L'essentiel est donc un recueil un peu fourre-tout de propositions parfois concrètes et séduisantes, comme « attribuer à chaque étudiant une adresse e-mail » ou d'autres, plus traumatisantes, comme celles regroupées sous l'évocateur intitulé « L'école à l'heure du numérique », ou, extension de la première citée, celle qui consiste à inviter « les pouvoirs publics [à] réfléchir à attribuer une adresse électronique à tous les Français » . Patrice Martin-Lalande, comment ne pas l'écrire, surfe sur différentes vagues, notamment celle de la libéralisation de la cryptologie, très en vogue, ou encore celle, plus cruciale, de l'abaissement du taux de tva sur les produits et services multimédias qui réjouirait fort les concepteurs de jeux vidéos.

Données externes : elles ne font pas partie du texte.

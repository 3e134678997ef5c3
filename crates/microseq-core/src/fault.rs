use thiserror::Error;

use crate::{interrupt::RequestVector, pla::TableError, state::Microstate};

/// Fault classes used for diagnostics aggregation.
#[derive(Debug, Clone, Copy, PartialEq, Eq, Hash)]
#[cfg_attr(feature = "serde", derive(serde::Deserialize, serde::Serialize))]
pub enum FaultClass {
    /// Term or wiring table rejected by integrity checks.
    Table,
    /// Priority matrix returned the no-match sentinel.
    Interrupt,
    /// Selected vector has no address.
    Vector,
    /// Snapshot could not be restored.
    Snapshot,
    /// Instruction exceeded the configured cycle bound.
    Budget,
}

/// Stable engine fault taxonomy.
#[derive(Debug, Clone, Copy, PartialEq, Eq, Hash, Error)]
#[cfg_attr(feature = "serde", derive(serde::Deserialize, serde::Serialize))]
#[repr(u8)]
pub enum EngineFault {
    /// Matrix tables failed validation.
    #[error("matrix table failed integrity checks")]
    TableIntegrity = 0x01,
    /// No priority rung matched a request snapshot.
    #[error("no interrupt priority term matched")]
    NoInterruptTermMatched = 0x02,
    /// Vector selector resolved to no address.
    #[error("vector has no address for the processor base")]
    UnmappedVector = 0x03,
    /// Snapshot carried an unknown version.
    #[error("unsupported snapshot version")]
    UnsupportedSnapshot = 0x04,
    /// Snapshot bytes were malformed.
    #[error("malformed snapshot layout")]
    SnapshotLayout = 0x05,
    /// Instruction did not reach its end strobe within the cycle bound.
    #[error("cycle bound exceeded before end of instruction")]
    CycleBoundExceeded = 0x06,
}

impl EngineFault {
    /// Stable low-byte fault code.
    #[must_use]
    pub const fn as_u8(self) -> u8 {
        self as u8
    }

    /// Converts a stable fault code back into a fault.
    #[must_use]
    pub const fn from_u8(code: u8) -> Option<Self> {
        match code {
            0x01 => Some(Self::TableIntegrity),
            0x02 => Some(Self::NoInterruptTermMatched),
            0x03 => Some(Self::UnmappedVector),
            0x04 => Some(Self::UnsupportedSnapshot),
            0x05 => Some(Self::SnapshotLayout),
            0x06 => Some(Self::CycleBoundExceeded),
            _ => None,
        }
    }

    /// Returns the diagnostics fault class for this fault.
    #[must_use]
    pub const fn class(self) -> FaultClass {
        match self {
            Self::TableIntegrity => FaultClass::Table,
            Self::NoInterruptTermMatched => FaultClass::Interrupt,
            Self::UnmappedVector => FaultClass::Vector,
            Self::UnsupportedSnapshot | Self::SnapshotLayout => FaultClass::Snapshot,
            Self::CycleBoundExceeded => FaultClass::Budget,
        }
    }
}

/// Snapshot parse failures.
#[derive(Debug, Clone, Copy, PartialEq, Eq, Hash, Error)]
#[cfg_attr(feature = "serde", derive(serde::Deserialize, serde::Serialize))]
pub enum SnapshotError {
    /// Byte count differs from the wire form.
    #[error("snapshot is {actual} bytes, expected {expected}")]
    Length {
        /// Required byte count.
        expected: usize,
        /// Supplied byte count.
        actual: usize,
    },
    /// Version field is not a known [`crate::SnapshotVersion`].
    #[error("unsupported snapshot version {0}")]
    UnsupportedVersion(u16),
    /// Register value has bits set above the microstate width.
    #[error("microstate {0:#06x} sets reserved bits")]
    ReservedBits(u16),
}

impl SnapshotError {
    /// Engine fault recorded for this error.
    #[must_use]
    pub const fn fault(self) -> EngineFault {
        match self {
            Self::UnsupportedVersion(_) => EngineFault::UnsupportedSnapshot,
            Self::Length { .. } | Self::ReservedBits(_) => EngineFault::SnapshotLayout,
        }
    }
}

/// Errors returned by engine operations.
#[derive(Debug, Clone, Copy, PartialEq, Eq, Error)]
pub enum EngineError {
    /// Priority matrix returned the sentinel with consistency checks on.
    #[error("no interrupt priority term matched request {request:?} at {microstate:?}")]
    NoInterruptTermMatched {
        /// Request snapshot that matched no rung.
        request: RequestVector,
        /// Register value of the failing cycle; left uncommitted.
        microstate: Microstate,
    },
    /// `run` stopped before the end strobe.
    #[error("instruction {ir:#08o} did not end within {cycles} cycles")]
    CycleBoundExceeded {
        /// Opcode held during the run.
        ir: u16,
        /// Cycles executed.
        cycles: u16,
    },
    /// The selected vector has no address.
    #[error(transparent)]
    Vector(#[from] crate::vector::VectorError),
    /// Snapshot restore failed.
    #[error(transparent)]
    Snapshot(#[from] SnapshotError),
    /// Matrix tables failed validation.
    #[error(transparent)]
    Table(#[from] TableError),
}

impl EngineError {
    /// Engine fault recorded for this error.
    #[must_use]
    pub const fn fault(&self) -> EngineFault {
        match self {
            Self::NoInterruptTermMatched { .. } => EngineFault::NoInterruptTermMatched,
            Self::CycleBoundExceeded { .. } => EngineFault::CycleBoundExceeded,
            Self::Vector(_) => EngineFault::UnmappedVector,
            Self::Snapshot(error) => error.fault(),
            Self::Table(_) => EngineFault::TableIntegrity,
        }
    }
}
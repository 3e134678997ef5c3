//! Multi-cycle instruction walks through the sequencer for both table
//! variants.

#![allow(clippy::pedantic, clippy::nursery, clippy::too_many_lines)]

use microseq_core::state::{
    address, FEEDBACK_FIRST_CYCLE, FEEDBACK_MEMORY_DESTINATION, FEEDBACK_REGISTER_DESTINATION,
};
use microseq_core::{
    ConditionCodes, CycleInputs, EngineConfig, EngineError, EngineFault, EngineSnapshot,
    InstructionTrap, MatrixVariant, MicrocodeEngine, Microstate, PriorityFeedback,
    PriorityOutput, RequestLine, RequestVector, TraceEvent, VectorContext, VectorSelect,
};
use proptest as _;
use rstest::rstest;
#[cfg(feature = "serde")]
use serde as _;
use thiserror as _;

const MOV_R0_R1: u16 = 0o010001;
const MOV_R0_AT_R1: u16 = 0o010011;
const HALT: u16 = 0o000000;
const WAIT: u16 = 0o000001;
const UNASSIGNED: u16 = 0o000007;
const SPL_3: u16 = 0o000233;
const BEQ: u16 = 0o001404;

fn engine(variant: MatrixVariant) -> MicrocodeEngine {
    MicrocodeEngine::new(EngineConfig {
        variant,
        consistency_checks: true,
        tracing_enabled: true,
        ..EngineConfig::default()
    })
}

/// Steps `count` cycles and returns `(next address, next feedback, end strobe)`.
fn walk(engine: &mut MicrocodeEngine, inputs: &CycleInputs, count: usize) -> Vec<(u8, u8, bool)> {
    (0..count)
        .map(|_| {
            let outcome = engine.step(inputs).expect("well-formed request");
            (
                outcome.next.address(),
                outcome.next.feedback(),
                outcome.ends_instruction(),
            )
        })
        .collect()
}

#[rstest]
fn register_move_completes_in_five_cycles(
    #[values(MatrixVariant::A, MatrixVariant::G)] variant: MatrixVariant,
) {
    let mut engine = engine(variant);
    let steps = walk(&mut engine, &CycleInputs::new(MOV_R0_R1), 5);
    assert_eq!(
        steps,
        vec![
            (address::DECODE, FEEDBACK_FIRST_CYCLE, false),
            (address::SOURCE, 0b111, false),
            (address::DESTINATION, 0b111, false),
            (address::EXECUTE, FEEDBACK_REGISTER_DESTINATION, false),
            (address::FETCH, 0b110, true),
        ]
    );
}

#[rstest]
fn memory_destination_move_reads_then_writes_back(
    #[values(MatrixVariant::A, MatrixVariant::G)] variant: MatrixVariant,
) {
    let mut engine = engine(variant);
    let steps = walk(&mut engine, &CycleInputs::new(MOV_R0_AT_R1), 7);
    assert_eq!(
        steps,
        vec![
            (address::DECODE, FEEDBACK_FIRST_CYCLE, false),
            (address::SOURCE, 0b111, false),
            (address::DESTINATION, 0b111, false),
            (address::DESTINATION_READ, 0b111, false),
            (address::EXECUTE, FEEDBACK_MEMORY_DESTINATION, false),
            (address::DESTINATION_WRITE, 0b111, false),
            (address::FETCH, 0b110, true),
        ]
    );
    assert_eq!(engine.diag().instruction_count, 1);
}

#[rstest]
fn pending_irq3_enters_trap_service_at_instruction_boundary(
    #[values(MatrixVariant::A, MatrixVariant::G)] variant: MatrixVariant,
) {
    let start = Microstate::compose(
        address::EXECUTE,
        ConditionCodes::default(),
        FEEDBACK_REGISTER_DESTINATION,
    );
    let mut engine = MicrocodeEngine::with_microstate(
        EngineConfig {
            variant,
            consistency_checks: true,
            ..EngineConfig::default()
        },
        start,
    );
    let inputs = CycleInputs::new(MOV_R0_R1)
        .with_request(RequestVector::QUIESCENT.with_line(RequestLine::Irq3, true));

    let expected = [
        (address::FETCH, 0b011, true),
        (address::TRAP_ENTRY, 0b111, false),
        (address::TRAP_STAGE_PSW, 0b111, false),
        (address::TRAP_PUSH_PSW, 0b111, false),
        (address::TRAP_ADDRESS_PC, 0b111, false),
        (address::TRAP_STAGE_PC, 0b111, false),
        (address::TRAP_PUSH_PC, 0b111, false),
        (address::TRAP_VECTOR_PC, 0b111, false),
        (address::TRAP_VECTOR_PSW, 0b111, false),
        (address::TRAP_LOAD_PSW, 0b111, false),
        (address::FETCH, 0b011, true),
    ];
    for (next_address, feedback, ends) in expected {
        let outcome = engine.step(&inputs).expect("well-formed request");
        let priority = outcome.priority.expect("pending request is evaluated");
        assert_eq!(priority.bits(), 0b101_1111_1010);
        assert_eq!(priority.feedback(), Some(PriorityFeedback::Vector));
        assert_eq!(outcome.vector_address(), Ok(Some(0o000270)));
        assert_eq!(outcome.next.address(), next_address);
        assert_eq!(outcome.next.feedback(), feedback);
        assert_eq!(outcome.ends_instruction(), ends);
    }
    assert_eq!(engine.diag().instruction_count, 2);
}

#[rstest]
fn halt_instruction_requests_halt_trap(
    #[values(MatrixVariant::A, MatrixVariant::G)] variant: MatrixVariant,
) {
    let mut engine = engine(variant);
    let inputs = CycleInputs::new(HALT)
        .with_request(RequestVector::QUIESCENT.with_trap(InstructionTrap::classify(HALT)));
    let steps = walk(&mut engine, &inputs, 4);
    assert_eq!(
        steps,
        vec![
            (address::DECODE, FEEDBACK_FIRST_CYCLE, false),
            (address::TRAP_REQUEST, 0b001, false),
            (address::FETCH, 0b001, true),
            (address::TRAP_ENTRY, 0b111, false),
        ]
    );
    let outcome = engine.step(&inputs).expect("well-formed request");
    let priority = outcome.priority.expect("trap code is pending");
    assert_eq!(priority.bits(), 0b100_1111_1100);
    assert_eq!(priority.vector_select(), Some(VectorSelect::HaltTrap));
    assert_eq!(priority.feedback(), Some(PriorityFeedback::Halt));
}

#[rstest]
#[case::halt(HALT)]
#[case::bpt(0o000003)]
#[case::iot(0o000004)]
#[case::emt(0o104000)]
#[case::trap(0o104400)]
fn trap_instructions_end_once_before_trap_entry(
    #[case] ir: u16,
    #[values(MatrixVariant::A, MatrixVariant::G)] variant: MatrixVariant,
) {
    let mut engine = engine(variant);
    let inputs = CycleInputs::new(ir)
        .with_request(RequestVector::QUIESCENT.with_trap(InstructionTrap::classify(ir)));
    let mut ends = Vec::new();
    while engine.microstate().address() != address::TRAP_ENTRY {
        assert!(ends.len() < 8, "{ir:#o} never reached trap entry");
        let outcome = engine.step(&inputs).expect("well-formed request");
        ends.push(outcome.ends_instruction());
    }
    assert_eq!(ends, vec![false, false, true, false]);
    assert_eq!(engine.diag().instruction_count, 1);
}

#[rstest]
fn run_on_halt_stops_after_trap_request_poll(
    #[values(MatrixVariant::A, MatrixVariant::G)] variant: MatrixVariant,
) {
    let mut engine = engine(variant);
    let inputs = CycleInputs::new(HALT)
        .with_request(RequestVector::QUIESCENT.with_trap(InstructionTrap::classify(HALT)));
    let run = engine.run(&inputs).expect("halt ends");
    assert_eq!(run.cycles, 3);
    assert_eq!(run.last.microstate.address(), address::TRAP_REQUEST);
    assert_eq!(run.last.next.address(), address::FETCH);
    assert_eq!(
        run.last.priority.and_then(PriorityOutput::vector_select),
        Some(VectorSelect::HaltTrap)
    );
    assert_eq!(engine.diag().instruction_count, 1);
}

#[rstest]
#[case::variant_a(MatrixVariant::A, 0b110)]
#[case::variant_g(MatrixVariant::G, 0b111)]
fn unassigned_opcode_reaches_reserved_instruction_trap(
    #[case] variant: MatrixVariant,
    #[case] trap_request_feedback: u8,
) {
    let mut engine = engine(variant);
    let inputs = CycleInputs::new(UNASSIGNED);

    engine.step(&inputs).expect("fetch");
    let decode = engine.step(&inputs).expect("decode");
    assert!(decode.is_invalid());
    assert_eq!(decode.priority, None);
    assert_eq!(decode.next.address(), address::TRAP_REQUEST);
    assert_eq!(decode.next.feedback(), trap_request_feedback);
    assert_eq!(engine.diag().invalid_opcode_count, 1);

    let reported = inputs.with_request(
        RequestVector::QUIESCENT.with_line(RequestLine::ReservedOpcode, true),
    );
    let poll = engine.step(&reported).expect("reserved opcode rung");
    assert_eq!(
        poll.priority.map(PriorityOutput::bits),
        Some(0b101_1111_0001)
    );
    assert_eq!(poll.vector_address(), Ok(Some(0o000004)));
    assert_eq!(poll.next.address(), address::FETCH);
    assert_eq!(poll.next.feedback(), 0b011);
    assert!(poll.ends_instruction());

    let entry = engine.step(&reported).expect("trap entry");
    assert_eq!(entry.next.address(), address::TRAP_ENTRY);
}

#[test]
fn spl_is_reserved_in_variant_a_and_ends_in_variant_g() {
    let inputs = CycleInputs::new(SPL_3);

    let mut a = engine(MatrixVariant::A);
    let steps = walk(&mut a, &inputs, 2);
    assert_eq!(steps[1], (address::TRAP_REQUEST, 0b110, false));
    assert_eq!(a.diag().invalid_opcode_count, 1);

    let mut g = engine(MatrixVariant::G);
    let steps = walk(&mut g, &inputs, 2);
    assert_eq!(steps[1], (address::FETCH, 0b110, true));
    assert_eq!(g.diag().invalid_opcode_count, 0);
}

#[rstest]
fn branch_follows_sampled_zero_flag(
    #[values(MatrixVariant::A, MatrixVariant::G)] variant: MatrixVariant,
) {
    let zero = ConditionCodes {
        zero: true,
        ..ConditionCodes::default()
    };
    let mut taken = engine(variant);
    let steps = walk(&mut taken, &CycleInputs::new(BEQ).with_flags(zero), 3);
    assert_eq!(
        steps,
        vec![
            (address::DECODE, FEEDBACK_FIRST_CYCLE, false),
            (address::BRANCH, 0b111, false),
            (address::FETCH, 0b110, true),
        ]
    );

    let mut not_taken = engine(variant);
    let steps = walk(&mut not_taken, &CycleInputs::new(BEQ), 2);
    assert_eq!(
        steps,
        vec![
            (address::DECODE, FEEDBACK_FIRST_CYCLE, false),
            (address::FETCH, 0b110, true),
        ]
    );
}

#[rstest]
fn wait_loops_until_a_request_arrives(
    #[values(MatrixVariant::A, MatrixVariant::G)] variant: MatrixVariant,
) {
    let mut engine = engine(variant);
    let inputs = CycleInputs::new(WAIT)
        .with_request(RequestVector::QUIESCENT.with_line(RequestLine::WaitMode, true));
    let steps = walk(&mut engine, &inputs, 4);
    assert_eq!(
        steps,
        vec![
            (address::DECODE, FEEDBACK_FIRST_CYCLE, false),
            (address::WAIT, 0b101, true),
            (address::WAIT, 0b101, false),
            (address::WAIT, 0b101, false),
        ]
    );
    let outcome = engine.step(&inputs).expect("wait loop");
    assert_eq!(
        outcome.priority.map(PriorityOutput::bits),
        Some(0b110_1111_1111)
    );
}

#[test]
fn run_executes_whole_instructions() {
    let mut engine = engine(MatrixVariant::A);
    let inputs = CycleInputs::new(MOV_R0_R1);
    let first = engine.run(&inputs).expect("register move ends");
    let second = engine.run(&inputs).expect("register move ends");
    assert_eq!(first.cycles, 5);
    assert_eq!(second, first);
    assert_eq!(engine.diag().instruction_count, 2);
    assert_eq!(engine.diag().cycle_count, 10);
}

#[test]
fn wait_loop_exceeds_run_bound() {
    let mut engine = MicrocodeEngine::new(EngineConfig {
        max_cycles_per_instruction: 8,
        ..EngineConfig::default()
    });
    let inputs = CycleInputs::new(WAIT)
        .with_request(RequestVector::QUIESCENT.with_line(RequestLine::WaitMode, true));
    assert_eq!(engine.run(&inputs).map(|run| run.cycles), Ok(2));
    assert_eq!(
        engine.run(&inputs),
        Err(EngineError::CycleBoundExceeded {
            ir: WAIT,
            cycles: 8
        })
    );
    assert_eq!(engine.diag().fault_count_budget, 1);
}

#[test]
fn sentinel_leaves_register_uncommitted() {
    let mut engine = engine(MatrixVariant::G);
    engine.step(&CycleInputs::new(MOV_R0_R1)).expect("fetch");
    let before = engine.microstate();

    let malformed = RequestVector::from_bits(RequestVector::QUIESCENT.bits() | (7 << 17));
    let error = engine
        .step(&CycleInputs::new(MOV_R0_R1).with_request(malformed))
        .expect_err("no rung matches");
    assert_eq!(
        error,
        EngineError::NoInterruptTermMatched {
            request: malformed,
            microstate: before,
        }
    );
    assert_eq!(engine.microstate(), before);
    assert_eq!(engine.diag().last_fault, Some(EngineFault::NoInterruptTermMatched));
}

#[test]
fn snapshot_bytes_restore_mid_instruction() {
    let mut engine = engine(MatrixVariant::A);
    let inputs = CycleInputs::new(MOV_R0_R1);
    walk(&mut engine, &inputs, 2);
    let bytes = engine.snapshot().to_bytes();
    let reference = walk(&mut engine, &inputs, 3);

    let mut restored = MicrocodeEngine::default();
    restored.restore_from_bytes(&bytes).expect("valid snapshot");
    assert_eq!(
        EngineSnapshot::from_bytes(&bytes).map(|snapshot| snapshot.microstate),
        Ok(restored.microstate())
    );
    assert_eq!(walk(&mut restored, &inputs, 3), reference);
}

#[test]
fn trace_events_follow_cycle_order() {
    let mut engine = engine(MatrixVariant::A);
    let inputs = CycleInputs::new(MOV_R0_R1)
        .with_request(RequestVector::QUIESCENT.with_vectored_request(true))
        .with_vectors(VectorContext {
            vector_register: 0o000060,
            ..VectorContext::default()
        });
    let mut events: Vec<TraceEvent> = Vec::new();
    let outcome = engine.step_traced(&inputs, &mut events).expect("vectored");
    assert_eq!(outcome.vector_address(), Ok(Some(0o000060)));
    assert!(outcome.priority.is_some_and(PriorityOutput::acknowledges_interrupt));

    let kinds: Vec<&str> = events
        .iter()
        .map(|event| match event {
            TraceEvent::CycleStart { .. } => "cycle",
            TraceEvent::InterruptEvaluated { .. } => "interrupt",
            TraceEvent::VectorSelected { .. } => "vector",
            TraceEvent::InvalidOpcode { .. } => "invalid",
            TraceEvent::FaultRaised { .. } => "fault",
            TraceEvent::MicrostateCommitted { .. } => "commit",
        })
        .collect();
    assert_eq!(kinds, vec!["cycle", "interrupt", "vector", "commit"]);
}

L'ensemble serait anodin, s'il ne s'agissait pas justement d'un rapport officiel, dont on aurait pu attendre plus de circonspection, voire parfois plus de sérieux. Certaines propositions semblent d'un comique vraisemblablement involontaire, et d'autres sont édifiantes, comme ces souhaits de « lancer des jeux sur l'Internet » (qui n'en manque pas, mais cela ne rapporte rien à l'État) ou d'« autoriser sur l'Internet la publicité pour l'alcool ». On ne pourra qu'en retirer l'impression rapide que, révolution technologique ou pas, les bonnes vieilles recettes ont toujours cours ; mais où est le défi dans tout cela ?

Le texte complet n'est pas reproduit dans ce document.